Problem:
Output the lines below exactly, please, from the first line until the line with "calls is missed", counting both.
[Data to use Boundary: Start]
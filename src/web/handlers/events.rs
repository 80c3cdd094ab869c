use axum::{
    extract::{Path, State},
    response::{
        sse::{Event, KeepAlive, Sse},
        IntoResponse, Response,
    },
};
use futures::stream::{self, BoxStream, StreamExt};
use std::future::ready;
use std::sync::Arc;
use tokio_stream::wrappers::BroadcastStream;

use super::job_failure;
use crate::schedule::JobEvent;
use crate::AppContext;

type EventStream = BoxStream<'static, Result<Event, axum::Error>>;

fn to_sse(event: &JobEvent) -> Result<Event, axum::Error> {
    Event::default().event(event.name()).json_data(event)
}

/// Server-sent events for one job.
///
/// The first event is a `job_status` snapshot of the stored job; live
/// events follow until the job reaches a terminal state.
pub async fn job_events(
    State(ctx): State<Arc<AppContext>>,
    Path(job_id): Path<String>,
) -> Response {
    // subscribe first so nothing published between the two calls is missed
    let subscription = ctx.job_manager.subscribe(&job_id);
    let job = match ctx.job_manager.get_status(&job_id).await {
        Ok(job) => job,
        Err(e) => return job_failure::<()>(e).into_response(),
    };

    let snapshot = Event::default().event("job_status").json_data(&job);
    let updates: EventStream = if job.is_terminal() {
        stream::empty().boxed()
    } else {
        BroadcastStream::new(subscription.into_inner())
            // lagged receivers just skip ahead
            .filter_map(move |item| {
                ready(match item {
                    Ok(event) if event.job_id() == job_id => Some(event),
                    _ => None,
                })
            })
            .scan(false, |finished, event| {
                if *finished {
                    return ready(None);
                }
                *finished = event.is_terminal();
                ready(Some(to_sse(&event)))
            })
            .boxed()
    };

    let events: EventStream = stream::once(ready(snapshot)).chain(updates).boxed();
    Sse::new(events).keep_alive(KeepAlive::default()).into_response()
}
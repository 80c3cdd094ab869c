//! Chapter generation over an OpenAI-compatible chat completions API
//! (OpenAI, vLLM, llama.cpp server, Ollama).

use std::sync::Arc;
use std::time::Duration;

use async_trait::async_trait;
use reqwest::Client;
use serde::{Deserialize, Serialize};
use tracing::{debug, info};

use super::{ChapterGenerator, GenerationRequest};
use crate::error::PipelineError;
use crate::model::{Device, LoadedModel, ModelKind, ModelLoader};

#[derive(Debug, Serialize)]
struct ChatRequest<'a> {
    model: &'a str,
    messages: Vec<ChatMessage<'a>>,
    max_tokens: u32,
    temperature: f32,
}

#[derive(Debug, Serialize)]
struct ChatMessage<'a> {
    role: &'static str,
    content: &'a str,
}

#[derive(Debug, Deserialize)]
struct ChatResponse {
    choices: Vec<Choice>,
}

#[derive(Debug, Deserialize)]
struct Choice {
    message: ResponseMessage,
}

#[derive(Debug, Deserialize)]
struct ResponseMessage {
    #[serde(default)]
    content: Option<String>,
}

pub struct OpenAiChatGenerator {
    client: Client,
    base_url: String,
    model: String,
    api_key: Option<String>,
    context_window: usize,
}

impl OpenAiChatGenerator {
    pub fn new(
        client: Client,
        base_url: impl Into<String>,
        model: impl Into<String>,
        api_key: Option<String>,
        context_window: usize,
    ) -> Self {
        Self {
            client,
            base_url: base_url.into().trim_end_matches('/').to_string(),
            model: model.into(),
            api_key,
            context_window,
        }
    }
}

#[async_trait]
impl ChapterGenerator for OpenAiChatGenerator {
    fn context_window(&self) -> usize {
        self.context_window
    }

    async fn generate(&self, request: &GenerationRequest) -> Result<String, PipelineError> {
        let body = ChatRequest {
            model: &self.model,
            messages: vec![
                ChatMessage { role: "system", content: &request.system },
                ChatMessage { role: "user", content: &request.prompt },
            ],
            max_tokens: request.max_tokens,
            temperature: request.temperature,
        };

        let mut builder = self
            .client
            .post(format!("{}/chat/completions", self.base_url))
            .json(&body);
        if let Some(key) = &self.api_key {
            builder = builder.bearer_auth(key);
        }

        let response: ChatResponse = builder.send().await?.error_for_status()?.json().await?;
        let content = response
            .choices
            .into_iter()
            .next()
            .and_then(|choice| choice.message.content)
            .ok_or_else(|| PipelineError::validation("completion contained no message"))?;

        debug!(chars = content.len(), "Received chapter completion");
        Ok(content)
    }
}

/// Builds an [`OpenAiChatGenerator`] after checking the endpoint answers.
pub struct OpenAiLoader {
    base_url: String,
    model: String,
    api_key: Option<String>,
    context_window: usize,
    request_timeout: Duration,
}

impl OpenAiLoader {
    pub fn new(
        base_url: impl Into<String>,
        model: impl Into<String>,
        api_key: Option<String>,
        context_window: usize,
    ) -> Self {
        Self {
            base_url: base_url.into().trim_end_matches('/').to_string(),
            model: model.into(),
            api_key,
            context_window,
            request_timeout: Duration::from_secs(300),
        }
    }

    pub fn with_request_timeout(mut self, timeout: Duration) -> Self {
        self.request_timeout = timeout;
        self
    }
}

#[async_trait]
impl ModelLoader for OpenAiLoader {
    fn kind(&self) -> ModelKind {
        ModelKind::ChapterGeneration
    }

    async fn load(&self, device: Device) -> Result<LoadedModel, PipelineError> {
        let client = Client::builder()
            .timeout(self.request_timeout)
            .build()
            .map_err(|e| PipelineError::model_load(self.kind(), e.to_string()))?;

        let mut probe = client.get(format!("{}/models", self.base_url));
        if let Some(key) = &self.api_key {
            probe = probe.bearer_auth(key);
        }
        probe
            .send()
            .await
            .and_then(|r| r.error_for_status())
            .map_err(|e| {
                PipelineError::model_load(
                    self.kind(),
                    format!("endpoint {} is not reachable: {}", self.base_url, e),
                )
            })?;

        info!(model = %self.model, device = %device, "Chapter generation endpoint ready");
        Ok(LoadedModel::Generator(Arc::new(OpenAiChatGenerator::new(
            client,
            self.base_url.clone(),
            self.model.clone(),
            self.api_key.clone(),
            self.context_window,
        ))))
    }
}

#[cfg(test)]
mod tests {
    use super::*;
    use serde_json::json;
    use wiremock::matchers::{header, method, path};
    use wiremock::{Mock, MockServer, ResponseTemplate};

    fn request() -> GenerationRequest {
        GenerationRequest {
            system: "system".into(),
            prompt: "prompt".into(),
            max_tokens: 64,
            temperature: 0.3,
        }
    }

    #[tokio::test]
    async fn test_generate_returns_first_choice() -> anyhow::Result<()> {
        let server = MockServer::start().await;
        Mock::given(method("POST"))
            .and(path("/v1/chat/completions"))
            .and(header("authorization", "Bearer secret"))
            .respond_with(ResponseTemplate::new(200).set_body_json(json!({
                "choices": [{"message": {"role": "assistant", "content": "{\"chapters\": []}"}}]
            })))
            .expect(1)
            .mount(&server)
            .await;

        let generator = OpenAiChatGenerator::new(
            Client::new(),
            format!("{}/v1/", server.uri()),
            "test-model",
            Some("secret".into()),
            4096,
        );
        let text = generator.generate(&request()).await?;
        assert_eq!(text, "{\"chapters\": []}");
        Ok(())
    }

    #[tokio::test]
    async fn test_server_errors_are_transient() {
        let server = MockServer::start().await;
        Mock::given(method("POST"))
            .and(path("/chat/completions"))
            .respond_with(ResponseTemplate::new(503))
            .mount(&server)
            .await;

        let generator = OpenAiChatGenerator::new(Client::new(), server.uri(), "m", None, 4096);
        let err = generator.generate(&request()).await;
        assert!(matches!(err, Err(ref e) if e.is_transient()));
    }

    #[tokio::test]
    async fn test_client_errors_are_fatal() {
        let server = MockServer::start().await;
        Mock::given(method("POST"))
            .and(path("/chat/completions"))
            .respond_with(ResponseTemplate::new(400))
            .mount(&server)
            .await;

        let generator = OpenAiChatGenerator::new(Client::new(), server.uri(), "m", None, 4096);
        let err = generator.generate(&request()).await;
        assert!(matches!(err, Err(PipelineError::Fatal(_))));
    }

    #[tokio::test]
    async fn test_loader_probes_endpoint() -> anyhow::Result<()> {
        let server = MockServer::start().await;
        Mock::given(method("GET"))
            .and(path("/models"))
            .respond_with(ResponseTemplate::new(200).set_body_json(json!({"data": []})))
            .expect(1)
            .mount(&server)
            .await;

        let loader = OpenAiLoader::new(server.uri(), "m", None, 8192);
        match loader.load(Device::Cpu).await? {
            LoadedModel::Generator(generator) => assert_eq!(generator.context_window(), 8192),
            other => anyhow::bail!("unexpected model: {:?}", other),
        }
        Ok(())
    }

    #[tokio::test]
    async fn test_loader_reports_unreachable_endpoint() {
        let server = MockServer::start().await;
        Mock::given(method("GET"))
            .and(path("/models"))
            .respond_with(ResponseTemplate::new(404))
            .mount(&server)
            .await;

        let loader = OpenAiLoader::new(server.uri(), "m", None, 4096);
        let result = loader.load(Device::Cpu).await;
        assert!(matches!(
            result,
            Err(PipelineError::ModelLoad { kind: ModelKind::ChapterGeneration, .. })
        ));
    }
}
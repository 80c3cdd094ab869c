use async_trait::async_trait;

use super::{StageContext, StageProcessor};
use crate::chapters::finalize_chapters;
use crate::error::PipelineError;
use crate::schedule::types::Stage;

pub struct FinalizeProcessor;

#[async_trait]
impl StageProcessor for FinalizeProcessor {
    fn stage(&self) -> Stage {
        Stage::Finalizing
    }

    async fn process(&self, ctx: &mut StageContext) -> Result<(), PipelineError> {
        let chapters = finalize_chapters(std::mem::take(&mut ctx.chapters), ctx.video.duration)?;

        let confidences: Vec<f64> = chapters.iter().filter_map(|c| c.confidence).collect();
        ctx.job.metadata.chapters_generated = Some(chapters.len());
        ctx.job.metadata.average_confidence = if confidences.is_empty() {
            None
        } else {
            Some(confidences.iter().sum::<f64>() / confidences.len() as f64)
        };

        ctx.chapters = chapters;
        ctx.report(1.0).await;
        Ok(())
    }
}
[Data to use Boundary: End]
Response below:
filename src/web/handlers/events.rs
repository 80c3cdd094ab869c
use axum::{
    extract::{Path, State},
    response::{
        sse::{Event, KeepAlive, Sse},
        IntoResponse, Response,
    },
};
use futures::stream::{self, BoxStream, StreamExt};
use std::future::ready;
use std::sync::Arc;
use tokio_stream::wrappers::BroadcastStream;

use super::job_failure;
use crate::schedule::JobEvent;
use crate::AppContext;

type EventStream = BoxStream<'static, Result<Event, axum::Error>>;

fn to_sse(event: &JobEvent) -> Result<Event, axum::Error> {
    Event::default().event(event.name()).json_data(event)
}

/// Server-sent events for one job.
///
/// The first event is a `job_status` snapshot of the stored job; live
/// events follow until the job reaches a terminal state.
pub async fn job_events(
    State(ctx): State<Arc<AppContext>>,
    Path(job_id): Path<String>,
) -> Response {
    // subscribe first so nothing published between the two calls is missed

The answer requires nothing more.